Imagine how much money could be saved, and how much traffic and pollution could be reduced, if people shared taxis with strangers.
Of course no one really wants to do that. It's inconvenient to go out of our way, and besides, who wants to spend twenty minutes trapped with a stranger? That's what buses and subways are for.
Although we haven't managed to solve the stranger problem, we have made inroads on the convenience problem. In a paper co-authored with our colleagues Paolo Santi, Giovanni Resta, Michael Szell and Stanislav Sobolevsky and published this week in the Proceedings of the National Academy of Sciences, we mined a massive dataset of 150 million taxi trips in and around New York City, made available by the Taxi and Limousine Commission. Using a new type of mathematical analysis, we were able to quantify the vast untapped potential of the city's fleet of more than 13,000 taxis.
The problem was conceptually challenging because cabs, like bicycles and cars, move around in time and space. That obvious but crucial fact makes sharing taxis -- or any other form of transportation -- trickier to coordinate than sharing immobile resources like parking spaces or spare bedrooms. Add to that dynamic complexity the enormous number of taxi trips we had to consider, and you can see why some Big Math was needed to make sense of our Big Data.
The new idea that made the problem tractable was to think of trips as dots or "nodes" in an abstract network. Two trips are defined to be "linked" (their dots are connected) if those trips could be shared without inconveniencing either rider by more than some minimal prescribed delay, say three minutes. The resulting "shareability network" is gargantuan: more than a hundred million dots and a hundred billion links. But it has the great advantage of being static. It's a frozen representation of everything that matters about the taxi dynamics.
This network's secrets can be readily unearthed.

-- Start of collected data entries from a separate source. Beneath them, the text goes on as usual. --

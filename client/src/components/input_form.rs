//! Origin/destination form.
//!
//! Both inputs are controlled: the displayed values always come from the
//! parent, and every keystroke is reported upward untouched.

use leptos::prelude::*;

/// Two text inputs and a submit button. Holds no state of its own.
#[component]
pub fn InputForm(
    #[prop(into)] origin: Signal<String>,
    #[prop(into)] destination: Signal<String>,
    on_origin_input: Callback<String>,
    on_destination_input: Callback<String>,
    /// Receives the raw submit event; the caller decides whether to prevent
    /// the browser's default reload.
    on_submit: Callback<leptos::ev::SubmitEvent>,
) -> impl IntoView {
    view! {
        <form class="trip-form" on:submit=move |ev| on_submit.run(ev)>
            <div class="trip-form__field">
                <label for="startLocationInput">"Origin"</label>
                <input
                    id="startLocationInput"
                    class="trip-form__input"
                    type="text"
                    placeholder="From"
                    prop:value=move || origin.get()
                    on:input=move |ev| on_origin_input.run(event_target_value(&ev))
                />
            </div>
            <div class="trip-form__field">
                <label for="endLocationInput">"Destination"</label>
                <input
                    id="endLocationInput"
                    class="trip-form__input"
                    type="text"
                    placeholder="To"
                    prop:value=move || destination.get()
                    on:input=move |ev| on_destination_input.run(event_target_value(&ev))
                />
            </div>
            <button class="btn trip-form__submit" type="submit">
                "Submit"
            </button>
        </form>
    }
}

Standard algorithms of computer science pair off the trips in an optimal fashion, thus yielding the best possible shared rides among the would-be customers.
The analysis shows that the total number of taxi trips in New York City could be reduced by 40 percent, fleet operation costs and pollution could be reduced by 30 percent, while overall service and timeliness would remain about the same. In other words, we could have a taxi system that takes everyone to their destination on time -- give or take a few minutes -- with a lot leaner infrastructure. Such a dramatic reduction in traffic would improve New York's overall environment and quality of life, from calmer streets to cleaner skies.

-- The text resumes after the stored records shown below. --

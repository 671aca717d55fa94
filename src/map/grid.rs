//! The tile grid: static layout, destructible walls and bomb occupancy.

use std::collections::HashSet;

use bevy_ecs::resource::Resource;
use glam::{IVec2, Vec2};
use smallvec::SmallVec;
use strum_macros::AsRefStr;
use tracing::trace;

use crate::map::direction::Direction;

/// The kind of a single grid tile.
#[derive(Debug, Clone, Copy, PartialEq, Eq, Hash, Default, AsRefStr)]
#[strum(serialize_all = "snake_case")]
pub enum TileKind {
    #[default]
    Empty,
    /// Indestructible. Stops movement and explosions.
    HardWall,
    /// Destructible. Stops movement, absorbs the explosion arm that reaches it.
    SoftWall,
    /// Walkable; standing here with every enemy dead wins the level.
    Exit,
}

impl TileKind {
    /// Whether entities may stand on this tile.
    pub const fn is_walkable(self) -> bool {
        matches!(self, TileKind::Empty | TileKind::Exit)
    }

    /// Whether this tile is a wall of either kind.
    pub const fn is_wall(self) -> bool {
        matches!(self, TileKind::HardWall | TileKind::SoftWall)
    }
}

/// Tiles touched by a single explosion. Power 4 covers at most 17 tiles.
pub type ExplosionTiles = SmallVec<[IVec2; 17]>;

/// The playing field.
///
/// Tiles are stored row-major. Coordinates are `IVec2 { x: column, y: row }`; any
/// coordinate outside the grid behaves as a hard wall.
#[derive(Resource, Debug, Clone)]
pub struct Grid {
    width: i32,
    height: i32,
    tile_size: f32,
    tiles: Vec<TileKind>,
    bombs: HashSet<IVec2>,
    exit: Option<IVec2>,
}

impl Grid {
    /// Creates a grid of the given size filled with empty tiles.
    pub fn new(width: u32, height: u32, tile_size: f32) -> Self {
        Self {
            width: width as i32,
            height: height as i32,
            tile_size,
            tiles: vec![TileKind::Empty; (width * height) as usize],
            bombs: HashSet::new(),
            exit: None,
        }
    }

    pub fn width(&self) -> u32 {
        self.width as u32
    }

    pub fn height(&self) -> u32 {
        self.height as u32
    }

    pub fn tile_size(&self) -> f32 {
        self.tile_size
    }

    /// The size of the whole grid, in pixels.
    pub fn pixel_size(&self) -> Vec2 {
        Vec2::new(self.width as f32, self.height as f32) * self.tile_size
    }

    /// The configured exit tile, whether or not it has been revealed yet.
    pub fn exit(&self) -> Option<IVec2> {
        self.exit
    }

    pub fn set_exit(&mut self, exit: IVec2) {
        self.exit = Some(exit);
    }

    pub fn in_bounds(&self, pos: IVec2) -> bool {
        pos.x >= 0 && pos.y >= 0 && pos.x < self.width && pos.y < self.height
    }

    fn index(&self, pos: IVec2) -> Option<usize> {
        self.in_bounds(pos).then(|| (pos.y * self.width + pos.x) as usize)
    }

    /// Returns the tile kind at `pos`, or `None` outside the grid.
    pub fn get(&self, pos: IVec2) -> Option<TileKind> {
        self.index(pos).map(|i| self.tiles[i])
    }

    /// Returns the tile kind at `pos`; coordinates outside the grid report [`TileKind::HardWall`].
    pub fn kind(&self, pos: IVec2) -> TileKind {
        self.get(pos).unwrap_or(TileKind::HardWall)
    }

    /// Overwrites a tile while a level is being built.
    ///
    /// Returns `false` when `pos` is outside the grid.
    pub fn set_tile(&mut self, pos: IVec2, kind: TileKind) -> bool {
        match self.index(pos) {
            Some(i) => {
                self.tiles[i] = kind;
                true
            }
            None => false,
        }
    }

    /// Whether `pos` blocks movement, ignoring bombs.
    pub fn is_blocking(&self, pos: IVec2) -> bool {
        self.kind(pos).is_wall()
    }

    pub fn is_walkable(&self, pos: IVec2) -> bool {
        self.kind(pos).is_walkable()
    }

    /// Walkable and free of bombs.
    pub fn is_open(&self, pos: IVec2) -> bool {
        self.is_walkable(pos) && !self.has_bomb(pos)
    }

    /// Iterates every tile with its coordinate, row by row.
    pub fn tiles(&self) -> impl Iterator<Item = (IVec2, TileKind)> + '_ {
        let width = self.width;
        self.tiles
            .iter()
            .enumerate()
            .map(move |(i, kind)| (IVec2::new(i as i32 % width, i as i32 / width), *kind))
    }

    pub fn soft_wall_count(&self) -> usize {
        self.tiles.iter().filter(|kind| **kind == TileKind::SoftWall).count()
    }

    pub fn has_bomb(&self, pos: IVec2) -> bool {
        self.bombs.contains(&pos)
    }

    /// Whether a new bomb may be placed on `pos`: walkable floor without a bomb.
    pub fn can_place_bomb(&self, pos: IVec2) -> bool {
        self.is_open(pos)
    }

    /// Registers a bomb on `pos`. Returns `false` if one was already registered there.
    pub fn add_bomb(&mut self, pos: IVec2) -> bool {
        self.bombs.insert(pos)
    }

    /// Deregisters the bomb on `pos`. Returns `false` if there was none.
    pub fn remove_bomb(&mut self, pos: IVec2) -> bool {
        self.bombs.remove(&pos)
    }

    /// Computes the tiles reached by an explosion of `power` centered on `center`.
    ///
    /// The center always comes first. Each arm (up, down, left, right) then extends up to
    /// `power` tiles: a hard wall or the grid edge stops the arm without being included, a
    /// soft wall is included and stops the arm. Bombs never stop an arm.
    pub fn explosion_tiles(&self, center: IVec2, power: u32) -> ExplosionTiles {
        let mut tiles = ExplosionTiles::new();
        tiles.push(center);

        for dir in Direction::DIRECTIONS {
            let step = dir.as_ivec2();
            for distance in 1..=i32::try_from(power).unwrap_or(i32::MAX) {
                let pos = center + step * distance;
                match self.kind(pos) {
                    TileKind::HardWall => break,
                    TileKind::SoftWall => {
                        tiles.push(pos);
                        break;
                    }
                    TileKind::Empty | TileKind::Exit => tiles.push(pos),
                }
            }
        }

        tiles
    }

    /// Destroys the soft wall at `pos`, turning it into the exit if it was hiding it.
    ///
    /// Returns `false` and leaves the grid untouched when `pos` is not a soft wall.
    pub fn destroy_soft_wall(&mut self, pos: IVec2) -> bool {
        if self.get(pos) != Some(TileKind::SoftWall) {
            return false;
        }

        let revealed = if self.exit == Some(pos) {
            TileKind::Exit
        } else {
            TileKind::Empty
        };
        self.set_tile(pos, revealed);
        trace!(tile = ?pos, became = revealed.as_ref(), "Soft wall destroyed");
        true
    }

    /// Pixel coordinates of the center of a tile.
    pub fn tile_center(&self, pos: IVec2) -> Vec2 {
        (pos.as_vec2() + Vec2::splat(0.5)) * self.tile_size
    }

    /// The tile containing a pixel position. May lie outside the grid.
    pub fn pixel_to_tile(&self, pixel: Vec2) -> IVec2 {
        (pixel / self.tile_size).floor().as_ivec2()
    }

    /// Clamps a tile coordinate onto the grid.
    pub fn clamp_tile(&self, pos: IVec2) -> IVec2 {
        pos.clamp(IVec2::ZERO, IVec2::new(self.width - 1, self.height - 1))
    }

    /// The nearest valid tile for a pixel position.
    pub fn nearest_tile(&self, pixel: Vec2) -> IVec2 {
        self.clamp_tile(self.pixel_to_tile(pixel))
    }

    /// Minimum and maximum pixel corners of a tile.
    pub fn tile_bounds(&self, pos: IVec2) -> (Vec2, Vec2) {
        let min = pos.as_vec2() * self.tile_size;
        (min, min + Vec2::splat(self.tile_size))
    }
}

Furthermore, the results aren't restricted to New York City. Subsampling the initial dataset provides a model for cities with a lower density of taxis, and shows that shareability networks could potentially be applied in most urban areas around the world.

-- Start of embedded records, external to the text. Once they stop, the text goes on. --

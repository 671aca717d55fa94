use bevy_ecs::{bundle::Bundle, component::Component, entity::Entity, resource::Resource};
use glam::{IVec2, Vec2};
use rand::{rngs::SmallRng, SeedableRng};
use strum_macros::AsRefStr;

use crate::ai::behavior::Brain;
use crate::config::{GameConfig, PlayerConfig};
use crate::map::grid::{ExplosionTiles, Grid};
use crate::powerup::{ActiveEffects, EffectBonus, PowerupKind};
use crate::systems::lifetime::{Cooldown, Timer};

/// A tag component for entities that are controlled by the player.
#[derive(Default, Component)]
pub struct PlayerControlled;

/// Marks an entity that has been killed. Dead entities never act again.
#[derive(Default, Component, Debug)]
pub struct Dead;

/// Continuous position plus the grid tile derived from it.
#[derive(Component, Debug, Clone, Copy, PartialEq)]
pub struct Position {
    pub pixel: Vec2,
    pub tile: IVec2,
}

impl Position {
    /// A position centered on `tile`.
    pub fn at_tile(grid: &Grid, tile: IVec2) -> Self {
        Self {
            pixel: grid.tile_center(tile),
            tile,
        }
    }

    /// Moves to `pixel` and snaps the tile to the nearest valid cell.
    pub fn set_pixel(&mut self, grid: &Grid, pixel: Vec2) {
        self.pixel = pixel;
        self.tile = grid.nearest_tile(pixel);
    }
}

/// Circle dimensions used by the different collision checks.
#[derive(Component, Debug, Clone, Copy, PartialEq)]
pub struct Collider {
    /// Against walls and bombs.
    pub radius: f32,
    /// Against explosion tiles.
    pub hit_radius: f32,
    /// Against other entities.
    pub contact_radius: f32,
}

impl Collider {
    pub fn new(radius: f32, hit_scale: f32, contact_scale: f32) -> Self {
        Self {
            radius,
            hit_radius: radius * hit_scale,
            contact_radius: radius * contact_scale,
        }
    }
}

/// The player's current heading, as a normalized vector (zero when idle).
#[derive(Component, Debug, Clone, Copy, Default, PartialEq)]
pub struct Velocity {
    pub direction: Vec2,
}

/// Base and effective player stats.
///
/// Effective values are recomputed from the base values and the active effects at the
/// start of every tick.
#[derive(Component, Debug, Clone, PartialEq)]
pub struct PlayerStats {
    pub base_bomb_count: u32,
    pub base_power: u32,
    pub base_speed: f32,
    pub max_bomb_count: u32,
    pub max_power: u32,
    pub max_speed: f32,
    pub bomb_count: u32,
    pub power: u32,
    pub speed: f32,
    /// Bombs placed by this player that have not exploded yet.
    pub placed_bombs: u32,
    pub powerups_collected: u32,
    pub bomb_cooldown: Cooldown,
}

impl PlayerStats {
    pub fn new(config: &PlayerConfig) -> Self {
        Self {
            base_bomb_count: config.base_bomb_count,
            base_power: config.base_power,
            base_speed: config.speed,
            max_bomb_count: config.max_bomb_count,
            max_power: config.max_power,
            max_speed: config.max_speed,
            bomb_count: config.base_bomb_count,
            power: config.base_power,
            speed: config.speed,
            placed_bombs: 0,
            powerups_collected: 0,
            bomb_cooldown: Cooldown::new(config.bomb_cooldown),
        }
    }

    /// Applies an aggregated bonus on top of the base stats, clamped to the caps.
    pub fn apply(&mut self, bonus: EffectBonus) {
        self.bomb_count = (self.base_bomb_count + bonus.bombs).min(self.max_bomb_count.max(self.base_bomb_count));
        self.power = (self.base_power + bonus.fire).min(self.max_power.max(self.base_power));
        self.speed = (self.base_speed * bonus.speed_multiplier).min(self.max_speed.max(self.base_speed));
    }

    pub fn bombs_available(&self) -> u32 {
        self.bomb_count.saturating_sub(self.placed_bombs)
    }
}

/// An enemy's decision state and speed.
#[derive(Component, Debug, Clone)]
pub struct Enemy {
    pub brain: Brain,
    /// Pixels per second.
    pub speed: f32,
}

#[derive(Debug, Clone, Copy, PartialEq, Eq, AsRefStr)]
pub enum BombState {
    Armed,
    Exploded,
}

#[derive(Component, Debug, Clone)]
pub struct Bomb {
    pub tile: IVec2,
    pub power: u32,
    pub owner: Entity,
    pub fuse: Timer,
    pub state: BombState,
}

impl Bomb {
    pub fn new(tile: IVec2, power: u32, owner: Entity, fuse_time: f32) -> Self {
        Self {
            tile,
            power,
            owner,
            fuse: Timer::new(fuse_time),
            state: BombState::Armed,
        }
    }

    /// Forces the bomb to explode on the next fuse update.
    pub fn trigger(&mut self) {
        if self.state == BombState::Armed {
            self.fuse.finish();
        }
    }

    pub fn is_armed(&self) -> bool {
        self.state == BombState::Armed
    }
}

/// A live blast. Its tiles are fixed when it spawns.
#[derive(Component, Debug, Clone)]
pub struct Explosion {
    pub origin: IVec2,
    pub tiles: ExplosionTiles,
    pub timer: Timer,
}

#[derive(Component, Debug, Clone, Copy, PartialEq)]
pub struct Powerup {
    pub kind: PowerupKind,
    pub tile: IVec2,
    pub collected: bool,
}

#[derive(Bundle)]
pub struct PlayerBundle {
    pub player: PlayerControlled,
    pub position: Position,
    pub velocity: Velocity,
    pub collider: Collider,
    pub stats: PlayerStats,
    pub effects: ActiveEffects,
}

#[derive(Bundle)]
pub struct EnemyBundle {
    pub enemy: Enemy,
    pub position: Position,
    pub velocity: Velocity,
    pub collider: Collider,
}

/// Time elapsed during the current tick.
#[derive(Resource, Debug, Clone, Copy, Default)]
pub struct DeltaTime {
    pub seconds: f32,
}

impl DeltaTime {
    pub fn from_seconds(seconds: f32) -> Self {
        Self { seconds }
    }
}

/// The source of every random decision in a game.
#[derive(Resource, Debug)]
pub struct GameRng(pub SmallRng);

impl GameRng {
    pub fn from_config(config: &GameConfig) -> Self {
        match config.seed {
            Some(seed) => Self(SmallRng::seed_from_u64(seed)),
            None => Self(SmallRng::from_rng(&mut rand::rng())),
        }
    }
}

/// Whether the level is still being played.
#[derive(Resource, Debug, Clone, Copy, PartialEq, Eq, Default, AsRefStr)]
pub enum GameStatus {
    #[default]
    Playing,
    Won,
    Lost,
}

/// Counters shown on the result screen.
#[derive(Resource, Debug, Clone, Default, PartialEq)]
pub struct LevelStats {
    pub kills: u32,
    pub total_enemies: u32,
    pub elapsed: f32,
    pub ticks: u64,
}

/// Paces the "exit locked" notice while the player waits on the exit.
#[derive(Resource, Debug, Clone)]
pub struct ExitNotice(pub Cooldown);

Nor do the results depend on an assumed universal willingness to share taxis. In the real world, some people may be too harried or feel it's not worth the sacrifice in privacy. Fortunately, substantial gains come even if only a fraction of would-be riders participate. Imagine an e-hailing app, where you have the option to request either a shared or private taxi. Our analysis shows that if you ask for a shared ride and only a quarter of the other customers do the same, you still have more than an 80 percent chance of being to able to share a cab (and thus split the cost), while keeping your added travel time below three minutes.
Of course, there's still that problem of the obnoxious stranger.
The answer may lie in other dimensions of the sharing economy. Guest room rental services like Airbnb show that the discomfort of allowing a stranger into your personal space is at least partially offset by the money earned, and by the opportunity to enrich your social circle.
And who knows? You just might meet someone nice in the back seat of that cab.